Over at the Bunnings NZ Facebook page I see that they've simply turned off user-posts, allowing them only to reply to promotional posts made by the company itself. Whilst this shows a degree of social-media savvy, it does not demonstrate a commitment to customer service and makes you wonder why they've not allowed people to voice their concerns via this mechanism.
What about Mighty Ape then, you'd think that as a dedicated online e-tailer, they'd have a pretty good handle on using social media to not only promote their brand but also support their customers -- and they do! Their Facebook page has very few complaints and almost every customer post has a response from the company, something that shows they are listening and responding to the needs of those customers
That's a pass-mark for Mighty Ape.
Another high-scorer is Countdown Supermarkets. Although their Facebook page has a fair number of complaints, each of those complaints is responded to and resolved in a timely fashion. Good work!
So why is there such a huge difference between the way NL and The Warehouse completely destroy their own credibility via social media, and the way that Mighty Ape and Countdown's presence demonstrates a clear commitment to customer support?

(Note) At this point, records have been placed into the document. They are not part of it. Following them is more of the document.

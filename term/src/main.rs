use std::fs::File;
use std::sync::Mutex;
use std::thread;
use std::time::Duration;

use anyhow::Context;
use clap::Parser;
use kioku_core::{Flow, GameSession, Notification};
use rand::SeedableRng;
use rand::rngs::SmallRng;
use tracing_subscriber::filter::LevelFilter;
use web_time::Instant;

mod input;
mod render;
mod settings;

use input::TerminalInput;
use render::{BoardLayout, TerminalRenderer};
use settings::Args;

const FRAME: Duration = Duration::from_millis(1000 / 30);

fn main() -> anyhow::Result<()> {
    let args = Args::parse();
    init_logging(&args)?;

    let config = args.game_config()?;
    let seed = args.seed.unwrap_or_else(rand::random);
    log::info!("Seed: {}", seed);

    let layout = BoardLayout::new(config.size);
    let mut session = GameSession::new(config, SmallRng::seed_from_u64(seed))?;
    let mut renderer = TerminalRenderer::stdout(layout);
    renderer.enter().context("preparing terminal")?;

    let result = run(&mut session, &mut renderer, TerminalInput::new(layout));

    // restore the terminal even when the loop failed
    let _ = renderer.exit();
    result
}

fn run(
    session: &mut GameSession<SmallRng>,
    renderer: &mut TerminalRenderer<std::io::Stdout>,
    mut input: TerminalInput,
) -> anyhow::Result<()> {
    let mut last = Instant::now();
    loop {
        let now = Instant::now();
        let elapsed = u32::try_from(now.duration_since(last).as_millis()).unwrap_or(u32::MAX);
        last = now;

        let flow = session.tick(elapsed, &mut input, renderer)?;
        input.take_error().context("reading terminal input")?;
        renderer.take_error().context("drawing board")?;
        if flow == Flow::Quit {
            return Ok(());
        }
        if input.take_resized() {
            renderer.invalidate();
        }

        for notification in session.take_notifications() {
            match notification {
                Notification::RoundStarted { round } => {
                    log::info!("Round {} started", round);
                    renderer.message(&format!("Round {round}"));
                }
                Notification::RoundWon { final_score, round } => {
                    log::info!("Round {} won with {} points", round, final_score);
                    renderer.message(&format!("Round {round} cleared, score {final_score}!"));
                }
            }
        }

        thread::sleep(FRAME.saturating_sub(now.elapsed()));
    }
}

fn init_logging(args: &Args) -> anyhow::Result<()> {
    let builder = tracing_subscriber::fmt()
        .with_max_level(level_filter(args.verbose.log_level_filter()))
        .with_ansi(args.log_file.is_none());
    match &args.log_file {
        Some(path) => {
            let file = File::create(path)
                .with_context(|| format!("creating log file {}", path.display()))?;
            builder.with_writer(Mutex::new(file)).init();
        }
        None => builder.with_writer(std::io::stderr).init(),
    }
    Ok(())
}

fn level_filter(filter: log::LevelFilter) -> LevelFilter {
    match filter {
        log::LevelFilter::Off => LevelFilter::OFF,
        log::LevelFilter::Error => LevelFilter::ERROR,
        log::LevelFilter::Warn => LevelFilter::WARN,
        log::LevelFilter::Info => LevelFilter::INFO,
        log::LevelFilter::Debug => LevelFilter::DEBUG,
        log::LevelFilter::Trace => LevelFilter::TRACE,
    }
}
//! Typed error hierarchy for the orchestration core.
//!
//! Three top-level enums cover the three subsystems:
//! - `ReservationError` — slot allocation and version lineage failures
//! - `DispatchError` — remote worker selection and dispatch failures
//! - `OrchestrationError` — scheduler and task-orchestrator control path

use thiserror::Error;

use crate::models::{ServiceType, TaskStatus};

/// Errors from the reservation store.
///
/// Ordinary allocation contention is NOT represented here; the store retries
/// unique-constraint conflicts internally and callers never observe them.
#[derive(Debug, Error)]
pub enum ReservationError {
    #[error("No free app number for model {model} after {attempts} attempts")]
    Exhausted { model: String, attempts: u32 },

    #[error("Slot {slot_id} is not found")]
    SlotNotFound { slot_id: i64 },

    #[error("App number {app_number} is already allocated for model {model}")]
    NumberTaken { model: String, app_number: u32 },

    #[error(
        "Slot {slot_id} is version {version}, but the latest version for \
         {model}/app{app_number} is {latest}; lineages are linear"
    )]
    StaleParent {
        slot_id: i64,
        model: String,
        app_number: u32,
        version: u32,
        latest: u32,
    },

    #[error("Timed out acquiring lock '{name}' after {seconds}s")]
    LockTimeout { name: String, seconds: u64 },

    #[error("Database error: {0}")]
    Database(#[source] anyhow::Error),
}

/// Errors from dispatching work to remote analysis workers.
#[derive(Debug, Error)]
pub enum DispatchError {
    #[error("No healthy {service} endpoint available")]
    CapacityExhausted { service: ServiceType },

    #[error("{service} worker failed: {message}")]
    Remote {
        service: ServiceType,
        message: String,
    },

    #[error("{service} worker did not respond within {seconds}s")]
    Timeout { service: ServiceType, seconds: u64 },

    #[error("Malformed worker frame: {message}")]
    Protocol { message: String },
}

impl DispatchError {
    /// Whether a caller-driven retry could plausibly succeed.
    pub fn is_retryable(&self) -> bool {
        !matches!(self, Self::Protocol { .. })
    }
}

/// Errors from the scheduler and task orchestrator control path.
#[derive(Debug, Error)]
pub enum OrchestrationError {
    #[error("Pipeline run {id} not found")]
    RunNotFound { id: u64 },

    #[error("Analysis task {id} not found")]
    TaskNotFound { id: i64 },

    #[error("Task {task_id} exhausted its retry budget ({max_retries})")]
    RetriesExhausted { task_id: i64, max_retries: u32 },

    #[error("Task {task_id} is {status}, only failed tasks can be retried")]
    NotRetryable { task_id: i64, status: TaskStatus },

    #[error("Invalid pipeline definition: {0}")]
    InvalidPipeline(String),

    #[error(transparent)]
    Reservation(#[from] ReservationError),

    #[error(transparent)]
    Other(#[from] anyhow::Error),
}

#[cfg(test)]
mod tests {
    use super::*;

    #[test]
    fn dispatch_capacity_exhaustion_is_retryable() {
        let err = DispatchError::CapacityExhausted {
            service: ServiceType::Performance,
        };
        assert!(err.is_retryable());
        assert!(err.to_string().contains("performance"));
    }

    #[test]
    fn dispatch_timeout_is_retryable() {
        let err = DispatchError::Timeout {
            service: ServiceType::StaticAnalysis,
            seconds: 120,
        };
        assert!(err.is_retryable());
    }

    #[test]
    fn dispatch_protocol_error_is_not_retryable() {
        let err = DispatchError::Protocol {
            message: "binary frame".into(),
        };
        assert!(!err.is_retryable());
    }

    #[test]
    fn stale_parent_carries_lineage_context() {
        let err = ReservationError::StaleParent {
            slot_id: 12,
            model: "gpt_mini".into(),
            app_number: 3,
            version: 1,
            latest: 4,
        };
        let msg = err.to_string();
        assert!(msg.contains("12"));
        assert!(msg.contains("gpt_mini"));
        assert!(msg.contains("4"));
    }

    #[test]
    fn orchestration_error_converts_from_reservation() {
        let inner = ReservationError::SlotNotFound { slot_id: 9 };
        let err: OrchestrationError = inner.into();
        assert!(matches!(
            err,
            OrchestrationError::Reservation(ReservationError::SlotNotFound { slot_id: 9 })
        ));
    }

    #[test]
    fn all_error_types_implement_std_error_trait() {
        fn assert_std_error<E: std::error::Error>(_: &E) {}
        assert_std_error(&ReservationError::SlotNotFound { slot_id: 1 });
        assert_std_error(&DispatchError::Protocol {
            message: "x".into(),
        });
        assert_std_error(&OrchestrationError::RunNotFound { id: 1 });
    }
}
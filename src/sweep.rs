//! Background reconciliation of orphaned analysis tasks.
//!
//! A task can get stuck RUNNING (worker died mid-dispatch, process restart)
//! or PENDING (submitted, never picked up). The sweep cancels both classes
//! once they predate an absolute timeout AND a grace period; the double
//! condition keeps tasks created moments before a restart from being
//! misclassified as stuck. Reclamation is a single UPDATE per class, so two
//! sweeps running concurrently cannot double-reclaim, and no result
//! artifacts are ever deleted.

use std::time::Duration;

use anyhow::{Context, Result};
use chrono::{DateTime, Utc};
use serde::Serialize;
use tokio::task::JoinHandle;
use tokio_util::sync::CancellationToken;
use tracing::{debug, info, warn};

use crate::db::DbHandle;

#[derive(Debug, Clone, Copy)]
pub struct SweepConfig {
    pub interval: Duration,
    pub running_timeout: Duration,
    pub pending_timeout: Duration,
    pub grace_period: Duration,
}

impl Default for SweepConfig {
    fn default() -> Self {
        Self {
            interval: Duration::from_secs(3600),
            running_timeout: Duration::from_secs(2 * 3600),
            pending_timeout: Duration::from_secs(4 * 3600),
            grace_period: Duration::from_secs(300),
        }
    }
}

#[derive(Debug, Clone, Copy, Default, Serialize)]
pub struct SweepReport {
    pub running_reclaimed: usize,
    pub pending_reclaimed: usize,
}

impl SweepReport {
    pub fn total(&self) -> usize {
        self.running_reclaimed + self.pending_reclaimed
    }
}

pub struct MaintenanceSweep {
    db: DbHandle,
    config: SweepConfig,
    cancel: CancellationToken,
    handle: Option<JoinHandle<()>>,
}

impl MaintenanceSweep {
    pub fn new(db: DbHandle, config: SweepConfig) -> Self {
        Self {
            db,
            config,
            cancel: CancellationToken::new(),
            handle: None,
        }
    }

    /// One reclamation pass at the current time.
    pub async fn run_once(&self) -> Result<SweepReport> {
        Self::sweep_at(&self.db, &self.config, Utc::now()).await
    }

    /// One reclamation pass evaluated against an explicit `now`.
    pub async fn sweep_at(
        db: &DbHandle,
        config: &SweepConfig,
        now: DateTime<Utc>,
    ) -> Result<SweepReport> {
        let grace_cutoff = cutoff(now, config.grace_period)?;
        let running_cutoff = cutoff(now, config.running_timeout)?;
        let pending_cutoff = cutoff(now, config.pending_timeout)?;
        let running_error = format!(
            "Cancelled by maintenance sweep: running longer than {}s",
            config.running_timeout.as_secs()
        );
        let pending_error = format!(
            "Cancelled by maintenance sweep: pending longer than {}s",
            config.pending_timeout.as_secs()
        );

        db.call(move |db| {
            let running_reclaimed =
                db.reclaim_running_tasks(&running_cutoff, &grace_cutoff, &running_error)?;
            let pending_reclaimed =
                db.reclaim_pending_tasks(&pending_cutoff, &grace_cutoff, &pending_error)?;
            Ok(SweepReport {
                running_reclaimed,
                pending_reclaimed,
            })
        })
        .await
    }

    /// Start the recurring sweep. The first pass runs immediately (process
    /// startup), then every `interval`.
    pub fn start(&mut self) {
        if self.handle.is_some() {
            return;
        }
        let db = self.db.clone();
        let config = self.config;
        let cancel = self.cancel.clone();
        self.handle = Some(tokio::spawn(async move {
            let mut ticker = tokio::time::interval(config.interval);
            loop {
                tokio::select! {
                    _ = cancel.cancelled() => break,
                    _ = ticker.tick() => {
                        match Self::sweep_at(&db, &config, Utc::now()).await {
                            Ok(report) if report.total() > 0 => {
                                info!(
                                    running = report.running_reclaimed,
                                    pending = report.pending_reclaimed,
                                    "maintenance sweep reclaimed stuck tasks"
                                );
                            }
                            Ok(_) => debug!("maintenance sweep found nothing to reclaim"),
                            Err(e) => warn!("maintenance sweep failed: {:#}", e),
                        }
                    }
                }
            }
        }));
    }

    /// Stop the recurring sweep and wait for the task to wind down.
    pub async fn stop(&mut self) {
        self.cancel.cancel();
        if let Some(handle) = self.handle.take() {
            let _ = handle.await;
        }
    }
}

fn cutoff(now: DateTime<Utc>, age: Duration) -> Result<String> {
    let age = chrono::Duration::from_std(age).context("sweep window out of range")?;
    Ok((now - age).to_rfc3339_opts(chrono::SecondsFormat::Micros, true))
}
use std::str::FromStr;

use chrono::{DateTime, Utc};
use serde::{Deserialize, Serialize};

/// The category of analysis worker a tool belongs to.
///
/// This is a closed set: adding a worker service means adding a variant here
/// and extending `tool_service`, never string-matching at call sites.
#[derive(Debug, Clone, Copy, PartialEq, Eq, PartialOrd, Ord, Hash, Serialize, Deserialize)]
#[serde(rename_all = "snake_case")]
pub enum ServiceType {
    StaticAnalysis,
    DynamicAnalysis,
    Performance,
    AiReview,
}

impl ServiceType {
    pub const ALL: [ServiceType; 4] = [
        Self::StaticAnalysis,
        Self::DynamicAnalysis,
        Self::Performance,
        Self::AiReview,
    ];

    /// Stable name, also the path segment workers listen on.
    pub fn as_str(&self) -> &'static str {
        match self {
            Self::StaticAnalysis => "static_analysis",
            Self::DynamicAnalysis => "dynamic_analysis",
            Self::Performance => "performance",
            Self::AiReview => "ai_review",
        }
    }
}

impl std::fmt::Display for ServiceType {
    fn fmt(&self, f: &mut std::fmt::Formatter<'_>) -> std::fmt::Result {
        f.write_str(self.as_str())
    }
}

impl FromStr for ServiceType {
    type Err = String;

    fn from_str(s: &str) -> Result<Self, Self::Err> {
        match s {
            "static_analysis" => Ok(Self::StaticAnalysis),
            "dynamic_analysis" => Ok(Self::DynamicAnalysis),
            "performance" => Ok(Self::Performance),
            "ai_review" => Ok(Self::AiReview),
            _ => Err(format!("Invalid service type: {}", s)),
        }
    }
}

/// Map a tool name to the worker service that owns it.
///
/// The boundary contract with workers is name-based; numeric tool ids from
/// any registry never cross this line. Unknown tools return `None` and are
/// skipped by the orchestrator with a warning.
pub fn tool_service(tool: &str) -> Option<ServiceType> {
    match tool {
        "bandit" | "safety" | "pylint" | "eslint" | "semgrep" | "vulture" => {
            Some(ServiceType::StaticAnalysis)
        }
        "zap_scan" | "connectivity" | "curl_probe" => Some(ServiceType::DynamicAnalysis),
        "locust" | "load_profile" => Some(ServiceType::Performance),
        "code_review" | "requirements_check" => Some(ServiceType::AiReview),
        _ => None,
    }
}

/// Lifecycle of a pipeline run.
#[derive(Debug, Clone, Copy, PartialEq, Eq, Serialize, Deserialize)]
#[serde(rename_all = "snake_case")]
pub enum PipelineStatus {
    Pending,
    Running,
    Completed,
    PartialSuccess,
    Failed,
    Cancelled,
}

impl PipelineStatus {
    pub fn as_str(&self) -> &'static str {
        match self {
            Self::Pending => "pending",
            Self::Running => "running",
            Self::Completed => "completed",
            Self::PartialSuccess => "partial_success",
            Self::Failed => "failed",
            Self::Cancelled => "cancelled",
        }
    }

    /// A run never leaves a terminal status.
    pub fn is_terminal(&self) -> bool {
        !matches!(self, Self::Pending | Self::Running)
    }
}

impl std::fmt::Display for PipelineStatus {
    fn fmt(&self, f: &mut std::fmt::Formatter<'_>) -> std::fmt::Result {
        f.write_str(self.as_str())
    }
}

impl FromStr for PipelineStatus {
    type Err = String;

    fn from_str(s: &str) -> Result<Self, Self::Err> {
        match s {
            "pending" => Ok(Self::Pending),
            "running" => Ok(Self::Running),
            "completed" => Ok(Self::Completed),
            "partial_success" => Ok(Self::PartialSuccess),
            "failed" => Ok(Self::Failed),
            "cancelled" => Ok(Self::Cancelled),
            _ => Err(format!("Invalid pipeline status: {}", s)),
        }
    }
}

/// Lifecycle of an analysis task (main task or subtask).
#[derive(Debug, Clone, Copy, PartialEq, Eq, Serialize, Deserialize)]
#[serde(rename_all = "snake_case")]
pub enum TaskStatus {
    Pending,
    Running,
    Completed,
    PartialSuccess,
    Failed,
    Cancelled,
}

impl TaskStatus {
    pub fn as_str(&self) -> &'static str {
        match self {
            Self::Pending => "pending",
            Self::Running => "running",
            Self::Completed => "completed",
            Self::PartialSuccess => "partial_success",
            Self::Failed => "failed",
            Self::Cancelled => "cancelled",
        }
    }

    pub fn is_terminal(&self) -> bool {
        !matches!(self, Self::Pending | Self::Running)
    }

    /// Counts toward the "any success at all" side of the rollup.
    pub fn is_success(&self) -> bool {
        matches!(self, Self::Completed | Self::PartialSuccess)
    }
}

impl std::fmt::Display for TaskStatus {
    fn fmt(&self, f: &mut std::fmt::Formatter<'_>) -> std::fmt::Result {
        f.write_str(self.as_str())
    }
}

impl FromStr for TaskStatus {
    type Err = String;

    fn from_str(s: &str) -> Result<Self, Self::Err> {
        match s {
            "pending" => Ok(Self::Pending),
            "running" => Ok(Self::Running),
            "completed" => Ok(Self::Completed),
            "partial_success" => Ok(Self::PartialSuccess),
            "failed" => Ok(Self::Failed),
            "cancelled" => Ok(Self::Cancelled),
            _ => Err(format!("Invalid task status: {}", s)),
        }
    }
}

/// Recompute a main task's status from its subtasks.
///
/// All completed yields completed; any mix of success and failure yields
/// partial_success; all failed yields failed. Any subtask still pending or
/// running keeps the main task running.
pub fn rollup_status(subtasks: &[TaskStatus]) -> TaskStatus {
    if subtasks.is_empty() {
        return TaskStatus::Completed;
    }
    if subtasks.iter().any(|s| !s.is_terminal()) {
        return TaskStatus::Running;
    }
    let fully_completed = subtasks
        .iter()
        .filter(|s| **s == TaskStatus::Completed)
        .count();
    let successes = subtasks.iter().filter(|s| s.is_success()).count();
    if fully_completed == subtasks.len() {
        TaskStatus::Completed
    } else if successes == 0 {
        TaskStatus::Failed
    } else {
        TaskStatus::PartialSuccess
    }
}

/// Per-stage progress counters on a pipeline run.
#[derive(Debug, Clone, Copy, Default, Serialize, Deserialize)]
pub struct StageProgress {
    pub total: u32,
    pub completed: u32,
    pub failed: u32,
    pub in_flight: u32,
}

impl StageProgress {
    pub fn new(total: u32) -> Self {
        Self {
            total,
            ..Default::default()
        }
    }

    /// Every job accounted for and nothing still running.
    pub fn is_drained(&self) -> bool {
        self.in_flight == 0 && self.completed + self.failed >= self.total
    }
}

// ── Pipeline definition (external caller contract) ───────────────────

/// Options shared by both pipeline stages.
#[derive(Debug, Clone, Serialize, Deserialize)]
#[serde(rename_all = "camelCase")]
pub struct StageOptions {
    #[serde(default = "default_parallel")]
    pub parallel: bool,
    #[serde(default = "default_max_concurrent")]
    pub max_concurrent_tasks: usize,
}

fn default_parallel() -> bool {
    true
}

fn default_max_concurrent() -> usize {
    2
}

impl Default for StageOptions {
    fn default() -> Self {
        Self {
            parallel: default_parallel(),
            max_concurrent_tasks: default_max_concurrent(),
        }
    }
}

#[derive(Debug, Clone, Serialize, Deserialize)]
pub struct GenerationStage {
    pub models: Vec<String>,
    pub templates: Vec<String>,
    #[serde(default)]
    pub options: StageOptions,
}

#[derive(Debug, Clone, Serialize, Deserialize)]
pub struct AnalysisStage {
    pub enabled: bool,
    #[serde(default)]
    pub tools: Vec<String>,
    #[serde(default)]
    pub options: StageOptions,
}

impl Default for AnalysisStage {
    fn default() -> Self {
        Self {
            enabled: false,
            tools: Vec::new(),
            options: StageOptions::default(),
        }
    }
}

/// One declarative orchestration request, as submitted by a CLI or form.
#[derive(Debug, Clone, Serialize, Deserialize)]
pub struct PipelineConfig {
    pub generation: GenerationStage,
    #[serde(default)]
    pub analysis: AnalysisStage,
}

impl PipelineConfig {
    /// Generation jobs this pipeline will fan out into.
    pub fn generation_total(&self) -> u32 {
        (self.generation.models.len() * self.generation.templates.len()) as u32
    }

    /// Analysis jobs, gated one-per-generation when the stage is enabled.
    pub fn analysis_total(&self) -> u32 {
        if self.analysis.enabled {
            self.generation_total()
        } else {
            0
        }
    }
}

/// One orchestration request with live progress. Owned by the scheduler;
/// mutated only by its progress-update path.
#[derive(Debug, Clone, Serialize)]
pub struct PipelineRun {
    pub id: u64,
    pub config: PipelineConfig,
    pub status: PipelineStatus,
    pub generation: StageProgress,
    pub analysis: StageProgress,
    pub created_at: DateTime<Utc>,
    pub started_at: Option<DateTime<Utc>>,
    pub completed_at: Option<DateTime<Utc>>,
}

impl PipelineRun {
    pub fn new(id: u64, config: PipelineConfig) -> Self {
        let generation = StageProgress::new(config.generation_total());
        let analysis = StageProgress::new(config.analysis_total());
        Self {
            id,
            config,
            status: PipelineStatus::Pending,
            generation,
            analysis,
            created_at: Utc::now(),
            started_at: None,
            completed_at: None,
        }
    }
}

// ── Persisted rows ────────────────────────────────────────────────────

/// A (model, app-number) identity with its version lineage.
#[derive(Debug, Clone, Serialize, Deserialize)]
pub struct ApplicationSlot {
    pub id: i64,
    pub model: String,
    pub app_number: u32,
    pub version: u32,
    pub parent_slot_id: Option<i64>,
    pub created_at: String,
}

/// A unit of analysis work. A main task (`service = None`, unless degraded
/// to a single service) owns zero or more subtasks, one per worker service.
#[derive(Debug, Clone, Serialize, Deserialize)]
pub struct AnalysisTask {
    pub id: i64,
    pub parent_id: Option<i64>,
    pub target_model: String,
    pub target_app_number: u32,
    pub service: Option<ServiceType>,
    pub status: TaskStatus,
    pub progress: f64,
    pub retry_count: u32,
    pub max_retries: u32,
    pub tools: Vec<String>,
    pub result_summary: Option<String>,
    pub error: Option<String>,
    pub created_at: String,
    pub started_at: Option<String>,
    pub completed_at: Option<String>,
}

#[cfg(test)]
mod tests {
    use super::*;

    #[test]
    fn test_service_type_roundtrip() {
        for s in &["static_analysis", "dynamic_analysis", "performance", "ai_review"] {
            let parsed: ServiceType = s.parse().unwrap();
            assert_eq!(parsed.as_str(), *s);
        }
        assert!("invalid".parse::<ServiceType>().is_err());
    }

    #[test]
    fn test_tool_service_mapping() {
        assert_eq!(tool_service("bandit"), Some(ServiceType::StaticAnalysis));
        assert_eq!(tool_service("zap_scan"), Some(ServiceType::DynamicAnalysis));
        assert_eq!(tool_service("locust"), Some(ServiceType::Performance));
        assert_eq!(tool_service("code_review"), Some(ServiceType::AiReview));
        assert_eq!(tool_service("no_such_tool"), None);
    }

    #[test]
    fn test_pipeline_status_roundtrip() {
        for s in &[
            "pending",
            "running",
            "completed",
            "partial_success",
            "failed",
            "cancelled",
        ] {
            let parsed: PipelineStatus = s.parse().unwrap();
            assert_eq!(parsed.as_str(), *s);
        }
        assert!("invalid".parse::<PipelineStatus>().is_err());
    }

    #[test]
    fn test_terminal_statuses() {
        assert!(!PipelineStatus::Pending.is_terminal());
        assert!(!PipelineStatus::Running.is_terminal());
        assert!(PipelineStatus::Completed.is_terminal());
        assert!(PipelineStatus::PartialSuccess.is_terminal());
        assert!(PipelineStatus::Failed.is_terminal());
        assert!(PipelineStatus::Cancelled.is_terminal());
    }

    #[test]
    fn test_rollup_all_completed() {
        let statuses = [TaskStatus::Completed, TaskStatus::Completed];
        assert_eq!(rollup_status(&statuses), TaskStatus::Completed);
    }

    #[test]
    fn test_rollup_mixed() {
        let statuses = [TaskStatus::Completed, TaskStatus::Failed];
        assert_eq!(rollup_status(&statuses), TaskStatus::PartialSuccess);
    }

    #[test]
    fn test_rollup_partial_subtask_is_not_full_success() {
        let statuses = [TaskStatus::Completed, TaskStatus::PartialSuccess];
        assert_eq!(rollup_status(&statuses), TaskStatus::PartialSuccess);
    }

    #[test]
    fn test_rollup_all_failed() {
        let statuses = [TaskStatus::Failed, TaskStatus::Failed];
        assert_eq!(rollup_status(&statuses), TaskStatus::Failed);
    }

    #[test]
    fn test_rollup_still_running() {
        let statuses = [TaskStatus::Completed, TaskStatus::Running];
        assert_eq!(rollup_status(&statuses), TaskStatus::Running);
    }

    #[test]
    fn test_rollup_no_subtasks() {
        assert_eq!(rollup_status(&[]), TaskStatus::Completed);
    }

    #[test]
    fn test_stage_progress_drained() {
        let mut p = StageProgress::new(4);
        assert!(!p.is_drained());
        p.completed = 3;
        p.failed = 1;
        assert!(p.is_drained());
        p.in_flight = 1;
        assert!(!p.is_drained());
    }

    #[test]
    fn test_pipeline_config_totals() {
        let config = PipelineConfig {
            generation: GenerationStage {
                models: vec!["m1".into(), "m2".into()],
                templates: vec!["t1".into(), "t2".into(), "t3".into()],
                options: StageOptions::default(),
            },
            analysis: AnalysisStage {
                enabled: true,
                tools: vec!["bandit".into()],
                options: StageOptions::default(),
            },
        };
        assert_eq!(config.generation_total(), 6);
        assert_eq!(config.analysis_total(), 6);
    }

    #[test]
    fn test_analysis_total_zero_when_disabled() {
        let config = PipelineConfig {
            generation: GenerationStage {
                models: vec!["m1".into()],
                templates: vec!["t1".into()],
                options: StageOptions::default(),
            },
            analysis: AnalysisStage::default(),
        };
        assert_eq!(config.analysis_total(), 0);
    }

    #[test]
    fn test_pipeline_definition_deserializes_camel_case_options() {
        let raw = r#"{
            "generation": {
                "models": ["gpt_mini"],
                "templates": ["flask_todo"],
                "options": {"parallel": true, "maxConcurrentTasks": 3}
            },
            "analysis": {"enabled": true, "tools": ["bandit", "zap_scan"]}
        }"#;
        let config: PipelineConfig = serde_json::from_str(raw).unwrap();
        assert_eq!(config.generation.options.max_concurrent_tasks, 3);
        // analysis options fall back to defaults
        assert_eq!(config.analysis.options.max_concurrent_tasks, 2);
    }

    #[test]
    fn test_serde_produces_lowercase_strings() {
        assert_eq!(
            serde_json::to_string(&PipelineStatus::PartialSuccess).unwrap(),
            "\"partial_success\""
        );
        assert_eq!(
            serde_json::to_string(&ServiceType::AiReview).unwrap(),
            "\"ai_review\""
        );
        assert_eq!(
            serde_json::from_str::<TaskStatus>("\"running\"").unwrap(),
            TaskStatus::Running
        );
    }
}
//! Named, timeout-bounded mutual exclusion across processes.
//!
//! SQLite has weak concurrent-writer support, so multi-step write sequences
//! are serialized through an advisory file lock instead of relying on the
//! store's own isolation. Locks are named; unrelated sequences use different
//! names and do not contend.

use std::fs::{File, OpenOptions};
use std::path::{Path, PathBuf};
use std::time::{Duration, Instant};

use fs2::FileExt;

use crate::errors::ReservationError;

const RETRY_INTERVAL: Duration = Duration::from_millis(25);

/// An exclusive lock on `<dir>/<name>.lock`, released on drop.
///
/// Acquisition is blocking; call from a blocking context (the database layer
/// already runs on tokio's blocking pool).
#[derive(Debug)]
pub struct NamedLock {
    file: File,
    path: PathBuf,
}

impl NamedLock {
    /// Acquire the lock, waiting up to `timeout`.
    pub fn acquire(dir: &Path, name: &str, timeout: Duration) -> Result<Self, ReservationError> {
        std::fs::create_dir_all(dir)
            .map_err(|e| ReservationError::Database(anyhow::Error::new(e)))?;
        let path = dir.join(format!("{}.lock", name));
        let file = OpenOptions::new()
            .create(true)
            .write(true)
            .truncate(false)
            .open(&path)
            .map_err(|e| ReservationError::Database(anyhow::Error::new(e)))?;

        let deadline = Instant::now() + timeout;
        loop {
            match file.try_lock_exclusive() {
                Ok(()) => return Ok(Self { file, path }),
                Err(_) if Instant::now() < deadline => std::thread::sleep(RETRY_INTERVAL),
                Err(_) => {
                    return Err(ReservationError::LockTimeout {
                        name: name.to_string(),
                        seconds: timeout.as_secs(),
                    });
                }
            }
        }
    }

    pub fn path(&self) -> &Path {
        &self.path
    }
}

impl Drop for NamedLock {
    fn drop(&mut self) {
        // The OS releases the lock on close anyway; this just makes it prompt.
        let _ = FileExt::unlock(&self.file);
    }
}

If this was 2005 I could understand some companies not really having a clue about how to use the Net to their benefit... but it's almost 2020, and to see major NZ retailers completely stuffing it up is rather a shock -- especially when the worst offenders are also trying to muscle in on the online shopping market.
Shareholders should be outraged and management should be kicking some arses for this level of incompetence and arrogance.
What do readers think?
In the case of those companies which simply don't understand or pay nothing more than lip service to social media, would they actually be better advised to take down their Facebook pages and consider that "sometimes it is better to remain silent and be thought a fool than to open one's mouth and remove all trace of doubt"?
To the forums with ye... and tell us about any social media disasters you've seen on the part of household-name brands and companies.